§ **WHAT YOU SHOULD DO**
Answer with a single number, the count of lines in the material below that contain the word "EncodedRequest".

__________

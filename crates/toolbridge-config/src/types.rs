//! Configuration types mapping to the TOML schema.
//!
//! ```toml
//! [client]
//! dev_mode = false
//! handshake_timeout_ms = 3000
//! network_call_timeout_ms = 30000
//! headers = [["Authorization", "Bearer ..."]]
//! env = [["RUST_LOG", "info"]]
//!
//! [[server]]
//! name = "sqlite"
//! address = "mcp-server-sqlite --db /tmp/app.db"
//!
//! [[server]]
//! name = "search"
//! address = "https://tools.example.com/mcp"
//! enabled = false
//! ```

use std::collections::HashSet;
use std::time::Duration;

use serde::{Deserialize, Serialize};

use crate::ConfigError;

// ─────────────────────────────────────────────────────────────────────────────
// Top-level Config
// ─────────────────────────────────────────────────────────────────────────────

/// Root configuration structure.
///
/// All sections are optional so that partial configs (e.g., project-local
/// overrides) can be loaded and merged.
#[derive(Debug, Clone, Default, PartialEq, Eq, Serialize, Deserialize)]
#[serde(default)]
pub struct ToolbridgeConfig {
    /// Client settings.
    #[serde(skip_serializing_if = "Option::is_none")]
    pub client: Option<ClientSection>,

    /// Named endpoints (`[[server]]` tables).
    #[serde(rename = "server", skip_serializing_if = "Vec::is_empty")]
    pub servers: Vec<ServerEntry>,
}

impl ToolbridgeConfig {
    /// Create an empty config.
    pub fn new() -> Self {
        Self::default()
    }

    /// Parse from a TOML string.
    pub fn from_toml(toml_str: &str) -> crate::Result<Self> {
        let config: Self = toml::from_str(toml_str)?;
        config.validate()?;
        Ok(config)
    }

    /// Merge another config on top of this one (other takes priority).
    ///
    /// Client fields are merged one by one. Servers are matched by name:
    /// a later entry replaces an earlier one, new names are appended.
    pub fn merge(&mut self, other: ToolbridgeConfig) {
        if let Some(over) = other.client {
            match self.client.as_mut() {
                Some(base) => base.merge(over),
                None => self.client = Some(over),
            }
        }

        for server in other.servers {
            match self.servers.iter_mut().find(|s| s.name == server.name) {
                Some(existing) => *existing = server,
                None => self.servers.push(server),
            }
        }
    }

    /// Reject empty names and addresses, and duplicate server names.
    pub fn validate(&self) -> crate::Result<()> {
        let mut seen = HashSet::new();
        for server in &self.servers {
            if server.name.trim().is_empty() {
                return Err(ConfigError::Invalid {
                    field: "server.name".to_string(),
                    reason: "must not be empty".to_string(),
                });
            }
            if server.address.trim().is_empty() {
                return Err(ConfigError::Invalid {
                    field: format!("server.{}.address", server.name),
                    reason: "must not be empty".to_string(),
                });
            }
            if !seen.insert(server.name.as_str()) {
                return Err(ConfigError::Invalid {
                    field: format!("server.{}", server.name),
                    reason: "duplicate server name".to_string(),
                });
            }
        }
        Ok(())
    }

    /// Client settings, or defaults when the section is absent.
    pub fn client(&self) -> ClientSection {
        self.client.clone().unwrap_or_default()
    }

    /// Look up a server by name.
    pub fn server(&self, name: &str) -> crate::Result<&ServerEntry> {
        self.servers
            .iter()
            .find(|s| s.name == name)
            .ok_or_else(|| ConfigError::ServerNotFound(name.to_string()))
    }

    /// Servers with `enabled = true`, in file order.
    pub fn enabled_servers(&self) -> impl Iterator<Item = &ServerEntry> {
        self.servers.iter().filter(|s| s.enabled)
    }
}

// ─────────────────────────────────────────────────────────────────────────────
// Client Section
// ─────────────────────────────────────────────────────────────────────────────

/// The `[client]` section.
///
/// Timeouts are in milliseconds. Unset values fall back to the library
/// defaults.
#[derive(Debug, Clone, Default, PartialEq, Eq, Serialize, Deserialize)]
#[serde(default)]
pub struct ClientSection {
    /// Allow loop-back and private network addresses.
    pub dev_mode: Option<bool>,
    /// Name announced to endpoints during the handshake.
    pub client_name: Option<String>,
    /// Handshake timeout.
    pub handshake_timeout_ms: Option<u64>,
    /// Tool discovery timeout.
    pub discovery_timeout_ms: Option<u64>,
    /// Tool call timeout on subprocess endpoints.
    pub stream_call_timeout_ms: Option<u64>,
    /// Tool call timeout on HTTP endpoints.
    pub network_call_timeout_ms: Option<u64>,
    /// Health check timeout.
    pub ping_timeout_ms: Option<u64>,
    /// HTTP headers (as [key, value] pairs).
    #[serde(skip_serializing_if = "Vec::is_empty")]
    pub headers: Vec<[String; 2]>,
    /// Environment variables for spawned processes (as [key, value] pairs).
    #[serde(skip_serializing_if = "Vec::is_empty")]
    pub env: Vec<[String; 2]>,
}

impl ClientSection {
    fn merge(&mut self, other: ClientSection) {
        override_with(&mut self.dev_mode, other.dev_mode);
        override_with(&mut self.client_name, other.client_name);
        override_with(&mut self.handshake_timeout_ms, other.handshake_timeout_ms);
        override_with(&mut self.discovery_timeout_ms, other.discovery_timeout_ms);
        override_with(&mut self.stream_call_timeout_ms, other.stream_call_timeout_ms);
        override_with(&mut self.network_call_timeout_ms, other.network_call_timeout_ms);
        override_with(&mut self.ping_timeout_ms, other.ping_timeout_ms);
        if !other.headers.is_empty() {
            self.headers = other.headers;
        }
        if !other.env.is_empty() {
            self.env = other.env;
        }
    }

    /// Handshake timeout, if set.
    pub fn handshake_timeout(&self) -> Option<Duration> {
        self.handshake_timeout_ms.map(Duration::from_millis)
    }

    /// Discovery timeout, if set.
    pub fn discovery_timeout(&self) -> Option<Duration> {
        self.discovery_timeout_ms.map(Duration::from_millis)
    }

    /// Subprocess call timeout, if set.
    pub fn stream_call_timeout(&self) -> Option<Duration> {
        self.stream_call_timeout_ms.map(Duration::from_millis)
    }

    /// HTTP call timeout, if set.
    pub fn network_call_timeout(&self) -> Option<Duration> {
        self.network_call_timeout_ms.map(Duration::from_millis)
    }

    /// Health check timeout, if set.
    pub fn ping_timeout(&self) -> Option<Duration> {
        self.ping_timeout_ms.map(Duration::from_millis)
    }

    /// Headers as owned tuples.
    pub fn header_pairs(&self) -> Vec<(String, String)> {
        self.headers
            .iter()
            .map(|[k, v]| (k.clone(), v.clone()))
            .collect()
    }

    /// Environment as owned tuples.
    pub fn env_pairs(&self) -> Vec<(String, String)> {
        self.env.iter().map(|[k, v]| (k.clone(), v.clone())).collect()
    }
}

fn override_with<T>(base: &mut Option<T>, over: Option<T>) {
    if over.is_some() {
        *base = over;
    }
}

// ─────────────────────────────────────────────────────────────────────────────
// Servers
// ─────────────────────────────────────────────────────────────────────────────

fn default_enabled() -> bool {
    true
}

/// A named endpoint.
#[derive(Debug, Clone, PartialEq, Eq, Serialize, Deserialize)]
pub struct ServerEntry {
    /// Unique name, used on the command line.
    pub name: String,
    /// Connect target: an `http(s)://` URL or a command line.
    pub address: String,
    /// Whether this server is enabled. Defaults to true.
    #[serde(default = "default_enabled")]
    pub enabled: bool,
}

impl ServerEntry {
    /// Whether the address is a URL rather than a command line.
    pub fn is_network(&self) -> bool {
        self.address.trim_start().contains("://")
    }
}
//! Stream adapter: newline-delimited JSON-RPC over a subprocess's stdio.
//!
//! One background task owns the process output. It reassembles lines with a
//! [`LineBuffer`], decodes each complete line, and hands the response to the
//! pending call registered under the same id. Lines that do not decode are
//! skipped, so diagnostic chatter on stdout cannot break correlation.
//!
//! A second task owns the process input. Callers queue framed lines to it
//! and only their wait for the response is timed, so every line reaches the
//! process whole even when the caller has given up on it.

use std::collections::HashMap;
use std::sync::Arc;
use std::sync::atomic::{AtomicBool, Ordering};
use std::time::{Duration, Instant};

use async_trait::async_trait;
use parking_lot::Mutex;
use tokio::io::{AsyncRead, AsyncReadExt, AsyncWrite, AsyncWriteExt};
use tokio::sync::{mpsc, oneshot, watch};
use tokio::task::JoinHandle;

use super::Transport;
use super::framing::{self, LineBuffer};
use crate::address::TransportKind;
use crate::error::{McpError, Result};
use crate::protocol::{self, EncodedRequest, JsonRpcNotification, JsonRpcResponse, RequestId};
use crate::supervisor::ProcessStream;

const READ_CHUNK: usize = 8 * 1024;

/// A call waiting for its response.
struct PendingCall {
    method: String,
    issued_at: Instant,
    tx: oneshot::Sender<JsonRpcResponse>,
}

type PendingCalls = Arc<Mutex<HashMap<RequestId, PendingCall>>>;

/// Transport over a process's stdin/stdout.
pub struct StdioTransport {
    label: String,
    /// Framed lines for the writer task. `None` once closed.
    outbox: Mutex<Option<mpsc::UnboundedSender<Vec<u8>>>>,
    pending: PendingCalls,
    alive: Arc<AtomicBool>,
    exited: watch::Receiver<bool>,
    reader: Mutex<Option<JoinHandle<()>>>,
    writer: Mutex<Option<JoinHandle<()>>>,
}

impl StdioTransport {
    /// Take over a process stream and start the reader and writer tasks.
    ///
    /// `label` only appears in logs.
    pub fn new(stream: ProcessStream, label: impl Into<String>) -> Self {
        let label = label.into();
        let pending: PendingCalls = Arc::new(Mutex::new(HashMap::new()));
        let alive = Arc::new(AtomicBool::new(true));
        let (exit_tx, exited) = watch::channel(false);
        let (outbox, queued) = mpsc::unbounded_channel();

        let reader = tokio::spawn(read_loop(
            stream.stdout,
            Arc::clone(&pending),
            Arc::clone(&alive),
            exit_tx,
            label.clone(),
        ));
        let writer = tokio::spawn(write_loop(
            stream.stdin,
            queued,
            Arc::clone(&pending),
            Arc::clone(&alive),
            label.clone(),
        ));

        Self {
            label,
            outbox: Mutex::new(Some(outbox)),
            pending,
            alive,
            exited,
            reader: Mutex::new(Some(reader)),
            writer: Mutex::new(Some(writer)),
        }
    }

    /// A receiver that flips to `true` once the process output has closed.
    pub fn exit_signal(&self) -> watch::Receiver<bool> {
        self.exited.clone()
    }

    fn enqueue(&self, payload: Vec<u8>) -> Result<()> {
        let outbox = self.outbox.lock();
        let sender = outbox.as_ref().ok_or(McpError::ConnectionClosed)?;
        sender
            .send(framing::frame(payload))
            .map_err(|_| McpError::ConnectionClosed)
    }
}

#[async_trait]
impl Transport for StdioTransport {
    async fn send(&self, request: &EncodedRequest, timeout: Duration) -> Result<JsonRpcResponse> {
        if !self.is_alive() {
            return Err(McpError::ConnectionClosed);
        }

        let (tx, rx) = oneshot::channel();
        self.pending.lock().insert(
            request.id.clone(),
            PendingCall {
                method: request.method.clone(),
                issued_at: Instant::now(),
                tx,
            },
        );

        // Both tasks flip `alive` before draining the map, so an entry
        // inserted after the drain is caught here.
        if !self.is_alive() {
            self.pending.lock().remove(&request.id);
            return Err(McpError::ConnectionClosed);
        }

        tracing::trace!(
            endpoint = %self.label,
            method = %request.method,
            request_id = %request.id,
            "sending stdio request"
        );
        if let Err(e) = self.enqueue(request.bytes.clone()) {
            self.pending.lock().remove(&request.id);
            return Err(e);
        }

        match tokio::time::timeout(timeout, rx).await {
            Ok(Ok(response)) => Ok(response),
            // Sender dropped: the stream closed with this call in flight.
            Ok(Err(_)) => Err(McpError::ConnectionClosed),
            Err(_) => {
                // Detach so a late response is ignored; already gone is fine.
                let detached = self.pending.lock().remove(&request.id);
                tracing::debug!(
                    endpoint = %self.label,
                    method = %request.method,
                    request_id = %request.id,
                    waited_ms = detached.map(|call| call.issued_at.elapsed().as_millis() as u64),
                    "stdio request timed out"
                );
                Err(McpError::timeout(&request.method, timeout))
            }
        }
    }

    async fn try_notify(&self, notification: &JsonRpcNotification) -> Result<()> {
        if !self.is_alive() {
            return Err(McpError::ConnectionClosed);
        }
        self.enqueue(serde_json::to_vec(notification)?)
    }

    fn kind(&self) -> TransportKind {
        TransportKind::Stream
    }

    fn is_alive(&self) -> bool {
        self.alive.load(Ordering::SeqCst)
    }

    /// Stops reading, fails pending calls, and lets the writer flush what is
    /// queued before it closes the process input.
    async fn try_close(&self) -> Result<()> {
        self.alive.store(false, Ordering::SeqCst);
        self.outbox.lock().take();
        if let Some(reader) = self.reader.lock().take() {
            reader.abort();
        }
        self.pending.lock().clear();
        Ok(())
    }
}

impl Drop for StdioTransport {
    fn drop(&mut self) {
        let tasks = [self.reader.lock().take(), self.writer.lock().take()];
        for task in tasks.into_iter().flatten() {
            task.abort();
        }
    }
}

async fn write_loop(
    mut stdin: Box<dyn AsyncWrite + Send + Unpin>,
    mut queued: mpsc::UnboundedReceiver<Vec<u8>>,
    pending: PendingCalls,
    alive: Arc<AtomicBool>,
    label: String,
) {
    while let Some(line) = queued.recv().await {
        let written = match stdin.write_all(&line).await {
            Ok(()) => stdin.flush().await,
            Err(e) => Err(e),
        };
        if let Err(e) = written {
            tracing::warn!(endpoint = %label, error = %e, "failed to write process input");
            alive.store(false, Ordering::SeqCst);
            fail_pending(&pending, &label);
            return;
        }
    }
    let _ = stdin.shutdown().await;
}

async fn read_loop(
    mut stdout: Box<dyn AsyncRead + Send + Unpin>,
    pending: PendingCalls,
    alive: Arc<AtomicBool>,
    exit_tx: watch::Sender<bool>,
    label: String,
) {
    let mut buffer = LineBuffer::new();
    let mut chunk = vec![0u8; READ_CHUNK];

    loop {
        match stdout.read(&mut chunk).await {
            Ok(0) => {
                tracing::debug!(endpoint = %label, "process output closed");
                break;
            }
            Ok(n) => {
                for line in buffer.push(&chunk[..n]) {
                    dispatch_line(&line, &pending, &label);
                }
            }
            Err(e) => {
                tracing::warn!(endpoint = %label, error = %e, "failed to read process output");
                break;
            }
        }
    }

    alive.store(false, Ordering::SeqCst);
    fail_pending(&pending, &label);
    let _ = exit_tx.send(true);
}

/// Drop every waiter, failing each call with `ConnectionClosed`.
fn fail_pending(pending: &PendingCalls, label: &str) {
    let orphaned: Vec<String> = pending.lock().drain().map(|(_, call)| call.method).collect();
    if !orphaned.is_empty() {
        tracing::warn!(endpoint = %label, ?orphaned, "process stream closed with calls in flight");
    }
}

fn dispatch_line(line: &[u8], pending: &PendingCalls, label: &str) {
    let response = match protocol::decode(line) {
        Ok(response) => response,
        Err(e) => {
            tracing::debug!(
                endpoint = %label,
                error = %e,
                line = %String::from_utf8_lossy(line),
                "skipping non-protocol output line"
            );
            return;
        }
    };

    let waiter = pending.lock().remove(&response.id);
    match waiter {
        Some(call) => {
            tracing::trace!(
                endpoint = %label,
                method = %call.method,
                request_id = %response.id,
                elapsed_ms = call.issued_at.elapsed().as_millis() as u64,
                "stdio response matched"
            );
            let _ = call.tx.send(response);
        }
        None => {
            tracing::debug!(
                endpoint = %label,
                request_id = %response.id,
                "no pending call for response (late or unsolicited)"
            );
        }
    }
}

__________

§ **OUTPUT BELOW**
2